Find the lines below that contain the string "entry". Copy each one.

Collection entries:
-------------------------
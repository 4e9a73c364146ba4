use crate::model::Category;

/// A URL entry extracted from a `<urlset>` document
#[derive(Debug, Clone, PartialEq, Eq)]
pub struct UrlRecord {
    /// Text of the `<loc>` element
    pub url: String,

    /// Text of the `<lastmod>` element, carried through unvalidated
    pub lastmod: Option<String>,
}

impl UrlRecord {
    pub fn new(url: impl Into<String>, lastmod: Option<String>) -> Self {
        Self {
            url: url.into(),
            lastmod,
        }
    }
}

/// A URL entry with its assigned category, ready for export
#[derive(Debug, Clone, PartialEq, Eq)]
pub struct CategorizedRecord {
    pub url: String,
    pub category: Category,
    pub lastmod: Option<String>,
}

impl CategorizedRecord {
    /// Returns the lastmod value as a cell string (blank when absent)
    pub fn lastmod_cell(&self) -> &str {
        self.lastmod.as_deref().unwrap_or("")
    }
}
-------------------------
Task response:
/// A URL entry extracted from a `<urlset>` document
/// A URL entry with its assigned category, ready for export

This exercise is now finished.